Michigan Researchers to Start Government-Funded Medical Marijuana Study
Researchers at the University of Michigan will try to document the impact of medical marijuana, with a $2.2 million grant from the National Institute on Drug Abuse. The study will include 800 Michigan patients who want to obtain state certification for medical marijuana to treat their pain. They will be tracked for two years.
Currently the state has more than 135,000 patients who have been approved to use medical marijuana, which was approved by voters in 2008.
Most previous studies on medical marijuana have been conducted in the lab, where patients are given different amounts of marijuana or a placebo, and then report their level of pain. These studies tend to last only hours or days. This study will look at medical marijuana’s long-term effect on patients’ lives in a variety of settings, the Detroit Free Press reports.
The new study will measure patients’ self-reported pain levels, in addition to other data including drug screens for other substances, everyday functioning and use of health care services, according to study leader Mark Ilgen, PhD.
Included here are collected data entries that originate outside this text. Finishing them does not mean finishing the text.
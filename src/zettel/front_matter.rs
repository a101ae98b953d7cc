use super::OutputMode;
use super::metadata::Metadata;
use super::patterns::{MetadataField, PatternTable};

const BLOCK_OPEN: &str = "---";
const BLOCK_CLOSE: &str = "...";

#[derive(Copy, Clone, Debug, Eq, PartialEq)]
pub enum BlockState {
    Before,
    Inside,
    After,
}

#[derive(Debug, PartialEq, Eq)]
pub enum LineDisposition {
    Consumed,
    /// The block just closed; emit these lines in its place.
    Closed(Vec<String>),
    Body,
}

#[derive(Debug)]
pub struct FrontMatter {
    state: BlockState,
    zettel_id: String,
    metadata: Metadata,
}

impl FrontMatter {
    /// `zettel_id` stands in for a missing `id:` field in the chapter
    /// heading only; the standalone header carries what the block set.
    pub fn new(zettel_id: &str, defaults: Metadata) -> Self {
        Self {
            state: BlockState::Before,
            zettel_id: zettel_id.to_string(),
            metadata: defaults,
        }
    }

    pub fn state(&self) -> BlockState {
        self.state
    }

    pub fn metadata(&self) -> &Metadata {
        &self.metadata
    }

    /// No block may open once body content has started.
    pub fn seal(&mut self) {
        if self.state == BlockState::Before {
            self.state = BlockState::After;
        }
    }

    pub fn accept(
        &mut self,
        line: &str,
        fields: &PatternTable<MetadataField>,
        mode: OutputMode,
    ) -> LineDisposition {
        match self.state {
            BlockState::Before if line == BLOCK_OPEN => {
                self.state = BlockState::Inside;
                LineDisposition::Consumed
            }
            BlockState::Before | BlockState::After => LineDisposition::Body,
            BlockState::Inside => {
                if line == BLOCK_OPEN || line == BLOCK_CLOSE {
                    self.state = BlockState::After;
                    return LineDisposition::Closed(self.emit(mode));
                }
                self.metadata.absorb_line(line, fields);
                LineDisposition::Consumed
            }
        }
    }

    fn emit(&self, mode: OutputMode) -> Vec<String> {
        match mode {
            OutputMode::Book => self.chapter(),
            OutputMode::Standalone => self.header(),
        }
    }

    fn chapter(&self) -> Vec<String> {
        let title = self.metadata.title.as_deref().unwrap_or_default();
        let id = self.metadata.id.as_deref().unwrap_or(&self.zettel_id);
        vec![
            String::new(),
            format!("# {title}"),
            format!("\\setzettel{{{id}}}"),
            String::new(),
        ]
    }

    fn header(&self) -> Vec<String> {
        let mut lines = vec![BLOCK_OPEN.to_string()];
        let rest = self
            .metadata
            .seen
            .iter()
            .copied()
            .filter(|field| *field != MetadataField::Title);
        for field in std::iter::once(MetadataField::Title).chain(rest) {
            let Some(value) = self.metadata.get(field) else {
                continue;
            };
            lines.push(format!("{}:    {value}  ", field.as_str()));
            if field == MetadataField::Id {
                lines.push(format!("zettel_id: {value}"));
            }
        }
        lines.push(BLOCK_CLOSE.to_string());
        lines.push(String::new());
        lines
    }
}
Participants will be asked to join the study when they are at their first doctor’s appointment, as they try to obtain medical marijuana certification. They will answer questions at the beginning of the study, and again every six months over two years.
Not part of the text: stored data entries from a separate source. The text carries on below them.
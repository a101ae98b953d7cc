use std::path::PathBuf;

use clap::{Args, Parser, Subcommand};

use crate::zettel::OutputMode;

#[derive(Parser, Debug)]
#[command(
    name = "zettel2latex",
    version,
    about = "Convert zettelkasten notes to LaTeX-flavoured Markdown"
)]
pub struct Cli {
    #[command(subcommand)]
    pub command: Commands,
}

#[derive(Subcommand, Debug)]
pub enum Commands {
    Convert(ConvertArgs),
    Inventory(InventoryArgs),
    Check(CheckArgs),
}

#[derive(Args, Debug, Clone)]
pub struct ArchiveArgs {
    /// Directory holding the note files.
    #[arg(long = "archive", env = "PHI_ARCHIVE")]
    pub archive_root: PathBuf,
}

#[derive(Args, Debug, Clone)]
pub struct ConvertArgs {
    #[command(flatten)]
    pub archive: ArchiveArgs,

    /// Keep per-note front matter and heading levels instead of book chapters.
    #[arg(short = 's', long = "stand-alone", default_value_t = false)]
    pub stand_alone: bool,

    #[arg(long)]
    pub output: Option<PathBuf>,

    #[arg(required = true)]
    pub zettel_ids: Vec<String>,
}

impl ConvertArgs {
    pub fn mode(&self) -> OutputMode {
        if self.stand_alone {
            OutputMode::Standalone
        } else {
            OutputMode::Book
        }
    }
}

#[derive(Args, Debug, Clone)]
pub struct InventoryArgs {
    #[command(flatten)]
    pub archive: ArchiveArgs,

    #[arg(long)]
    pub manifest_path: Option<PathBuf>,

    #[arg(long, default_value_t = false)]
    pub dry_run: bool,
}

#[derive(Args, Debug, Clone)]
pub struct CheckArgs {
    #[command(flatten)]
    pub archive: ArchiveArgs,

    /// Notes to check; every note in the archive when omitted.
    pub zettel_ids: Vec<String>,

    #[arg(long, default_value_t = false)]
    pub json: bool,
}

#[cfg(test)]
mod tests {
    use super::*;

    #[test]
    fn convert_defaults_to_book_mode() {
        let cli = Cli::try_parse_from(["zettel2latex", "convert", "--archive", "/notes", "123"])
            .expect("arguments parse");
        let Commands::Convert(args) = cli.command else {
            panic!("expected convert");
        };
        assert_eq!(args.mode(), OutputMode::Book);
        assert_eq!(args.zettel_ids, vec!["123".to_string()]);
        assert_eq!(args.archive.archive_root, PathBuf::from("/notes"));
    }

    #[test]
    fn convert_stand_alone_flag_selects_standalone_mode() {
        let cli = Cli::try_parse_from([
            "zettel2latex",
            "convert",
            "--archive",
            "/notes",
            "-s",
            "123",
            "456",
        ])
        .expect("arguments parse");
        let Commands::Convert(args) = cli.command else {
            panic!("expected convert");
        };
        assert_eq!(args.mode(), OutputMode::Standalone);
        assert_eq!(args.zettel_ids.len(), 2);
    }

    #[test]
    fn convert_requires_a_zettel_id() {
        assert!(Cli::try_parse_from(["zettel2latex", "convert", "--archive", "/notes"]).is_err());
    }
}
“With the ongoing policy debate and the growing popularity of medical marijuana programs in the United States, it is essential to understand the ramifications of medical marijuana use for individuals who seek access to it,” Ilgen said in a news release. “We hope that this study can help inform the debate.”
Study co-investigator Frederic Blow, PhD, says that while marijuana is the most frequently used drug in the United States, and has been legalized for medical use in many ways, there is very little understanding of how people using medical marijuana do over time.